Todos temos narizes. Uns os têm aquilinos, delicados, curtos ou longos; outros os têm aduncos, tortos, verdadeiros usurpadores do oxigênio. Há os que gostam de meter seus narizes em assuntos que são apenas de interesse privado, são os fofoqueiros. Este escriba tem um nariz. Não importa se é um nariz feio, adunco ou delgado; o fato é este que escriba não se mete em assuntos particulares, exceto quando não se tornam mais tão particulares assim.
Como todos têm narizes: todos têm opinião. Na verdade esta devia ser a ordem natural das coisas, mas há nas camadas sociais gente que age como bois, ou melhor, papagaios, e vivem a repetir a opinião alheia, como se fosse sua. E ainda se gabam disso. Este aspecto da personalidade humana proporcionou a imortalidade aos filósofos e é uma manifestação da loucura. Vivem a repetir aforismos sem sentido, como se fossem donos da sabedoria.

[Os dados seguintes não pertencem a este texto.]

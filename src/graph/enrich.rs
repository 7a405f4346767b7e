//! Parent-show enrichment for episode projects.

use std::collections::{BTreeSet, HashMap};

use futures_util::stream::{self, StreamExt};

use super::executor::{GraphExecutor, LookupKey};
use super::model::{Project, Show, Triple};
use super::resolve::resolve_show;

/// Attach `parent_show` to every episode in `triples`.
///
/// Each distinct `show_id` is looked up once, with at most `concurrency`
/// lookups in flight, and the result is copied into every episode of that
/// show. The call returns only after every lookup has settled. A dangling
/// `show_id`, a failed lookup or an undecodable show record all leave
/// `parent_show` as `None` for the episodes of that show alone.
pub async fn attach_parent_shows(executor: &dyn GraphExecutor, triples: &mut [Triple], concurrency: usize) {
    let show_ids: BTreeSet<i64> = triples
        .iter()
        .filter_map(|triple| match &triple.project {
            Project::Episode(episode) => episode.show_id,
            Project::Movie(_) => None,
        })
        .collect();

    if show_ids.is_empty() {
        return;
    }

    let start = std::time::Instant::now();
    let lookups = show_ids.len();

    let shows: HashMap<i64, Option<Show>> = stream::iter(show_ids)
        .map(|tv_id| async move { (tv_id, lookup_show(executor, tv_id).await) })
        .buffered(concurrency.max(1))
        .collect()
        .await;

    let mut enriched = 0;
    for triple in triples.iter_mut() {
        if let Project::Episode(episode) = &mut triple.project {
            episode.parent_show = episode.show_id.and_then(|tv_id| shows.get(&tv_id).cloned().flatten());
            enriched += 1;
        }
    }

    log::debug!(
        "Enriched {} episode triples from {} show lookups in {:?}",
        enriched,
        lookups,
        start.elapsed()
    );
}

async fn lookup_show(executor: &dyn GraphExecutor, tv_id: i64) -> Option<Show> {
    match executor.execute_lookup(&LookupKey::Show(tv_id)).await {
        Ok(Some(record)) => match resolve_show(&record) {
            Ok(show) => Some(show),
            Err(e) => {
                log::warn!("Show {} has an unexpected shape, attaching null: {}", tv_id, e);
                None
            }
        },
        Ok(None) => {
            log::warn!("Show {} not found, attaching null parent_show", tv_id);
            None
        }
        Err(e) => {
            log::warn!("Show lookup {} failed, attaching null parent_show: {}", tv_id, e);
            None
        }
    }
}

#[cfg(test)]
mod tests {
    use super::*;
    use crate::error::{Result, SixDegreesError};
    use crate::graph::model::{Cast, Episode, Movie, Person, Relationship};
    use crate::graph::{RawPath, Record};
    use crate::query::TraversalRequest;
    use async_trait::async_trait;
    use serde_json::json;
    use std::sync::atomic::{AtomicUsize, Ordering};

    /// Serves shows 1, 2 and 100 upwards, fails on 3, and knows nothing else.
    struct ShowTable {
        calls: AtomicUsize,
        in_flight: AtomicUsize,
        peak: AtomicUsize,
    }

    impl ShowTable {
        fn new() -> Self {
            Self {
                calls: AtomicUsize::new(0),
                in_flight: AtomicUsize::new(0),
                peak: AtomicUsize::new(0),
            }
        }
    }

    #[async_trait]
    impl GraphExecutor for ShowTable {
        async fn execute_traversal(&self, _request: &TraversalRequest) -> Result<Option<RawPath>> {
            Ok(None)
        }

        async fn execute_lookup(&self, key: &LookupKey) -> Result<Option<Record>> {
            self.calls.fetch_add(1, Ordering::SeqCst);
            let now = self.in_flight.fetch_add(1, Ordering::SeqCst) + 1;
            self.peak.fetch_max(now, Ordering::SeqCst);
            tokio::task::yield_now().await;
            self.in_flight.fetch_sub(1, Ordering::SeqCst);

            let LookupKey::Show(tv_id) = *key;
            match tv_id {
                1 | 2 | 100.. => Ok(json!({"tv_id": tv_id, "name": format!("Show {}", tv_id)})
                    .as_object()
                    .cloned()),
                3 => Err(SixDegreesError::LookupFailed("connection reset".to_string())),
                _ => Ok(None),
            }
        }
    }

    fn person(id: i64) -> Person {
        serde_json::from_value(json!({"person_id": id})).unwrap()
    }

    fn cast() -> Relationship {
        Relationship::Cast(Cast {
            credit_id: "c".to_string(),
            character: "Self".to_string(),
        })
    }

    fn episode_triple(episode_id: i64, show_id: Option<i64>) -> Triple {
        let episode: Episode = serde_json::from_value(json!({"episode_id": episode_id, "show_id": show_id})).unwrap();
        Triple {
            person: person(1),
            relationship: cast(),
            project: Project::Episode(episode),
        }
    }

    fn movie_triple() -> Triple {
        let movie: Movie = serde_json::from_value(json!({"movie_id": 99})).unwrap();
        Triple {
            person: person(1),
            relationship: cast(),
            project: Project::Movie(movie),
        }
    }

    fn parent_show_id(triple: &Triple) -> Option<i64> {
        match &triple.project {
            Project::Episode(e) => e.parent_show.as_ref().map(|s| s.tv_id),
            Project::Movie(_) => panic!("not an episode"),
        }
    }

    #[tokio::test]
    async fn test_attaches_found_shows_and_nulls_the_rest() {
        let executor = ShowTable::new();
        let mut triples = vec![
            episode_triple(10, Some(1)),
            movie_triple(),
            episode_triple(11, Some(2)),
            episode_triple(12, Some(404)),
            episode_triple(13, Some(3)),
            episode_triple(14, None),
        ];
        attach_parent_shows(&executor, &mut triples, 4).await;

        assert_eq!(parent_show_id(&triples[0]), Some(1));
        assert!(matches!(triples[1].project, Project::Movie(_)));
        assert_eq!(parent_show_id(&triples[2]), Some(2));
        assert_eq!(parent_show_id(&triples[3]), None);
        assert_eq!(parent_show_id(&triples[4]), None);
        assert_eq!(parent_show_id(&triples[5]), None);
    }

    #[tokio::test]
    async fn test_concurrency_is_bounded() {
        let executor = ShowTable::new();
        let mut triples: Vec<Triple> = (0..12).map(|i| episode_triple(i, Some(100 + i))).collect();
        attach_parent_shows(&executor, &mut triples, 3).await;
        assert_eq!(executor.calls.load(Ordering::SeqCst), 12);
        assert!(executor.peak.load(Ordering::SeqCst) <= 3);
        assert!(triples.iter().all(|t| parent_show_id(t).is_some()));
    }

    #[tokio::test]
    async fn test_each_show_is_fetched_once() {
        let executor = ShowTable::new();
        // Episode 10 sits on both sides of its hop; 11 is another episode of show 1
        let mut triples = vec![
            episode_triple(10, Some(1)),
            episode_triple(10, Some(1)),
            episode_triple(11, Some(1)),
            episode_triple(11, Some(1)),
            episode_triple(12, Some(404)),
            episode_triple(12, Some(404)),
            episode_triple(13, None),
        ];
        attach_parent_shows(&executor, &mut triples, 4).await;

        assert_eq!(executor.calls.load(Ordering::SeqCst), 2);
        let shows: Vec<Option<i64>> = triples.iter().map(parent_show_id).collect();
        assert_eq!(shows, vec![Some(1), Some(1), Some(1), Some(1), None, None, None]);
    }

    #[tokio::test]
    async fn test_no_episodes_is_a_no_op() {
        let executor = ShowTable::new();
        let mut triples = vec![movie_triple()];
        attach_parent_shows(&executor, &mut triples, 4).await;
        assert_eq!(executor.calls.load(Ordering::SeqCst), 0);

        let mut triples = vec![episode_triple(13, None), movie_triple()];
        attach_parent_shows(&executor, &mut triples, 4).await;
        assert_eq!(executor.calls.load(Ordering::SeqCst), 0);
        assert_eq!(parent_show_id(&triples[0]), None);
    }
}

Este escriba não age assim. O que ele quer dizer agora é que não se importa nem um pouco com a opinião alheia. Talvez por ser mais louco que todos - o que é provável. O fato é que ele vai expor aqui seus pontos de vista, seus gostos, sua indignação, sua raiva, sua alegria, e quem não gostar não vai poder fazer nada.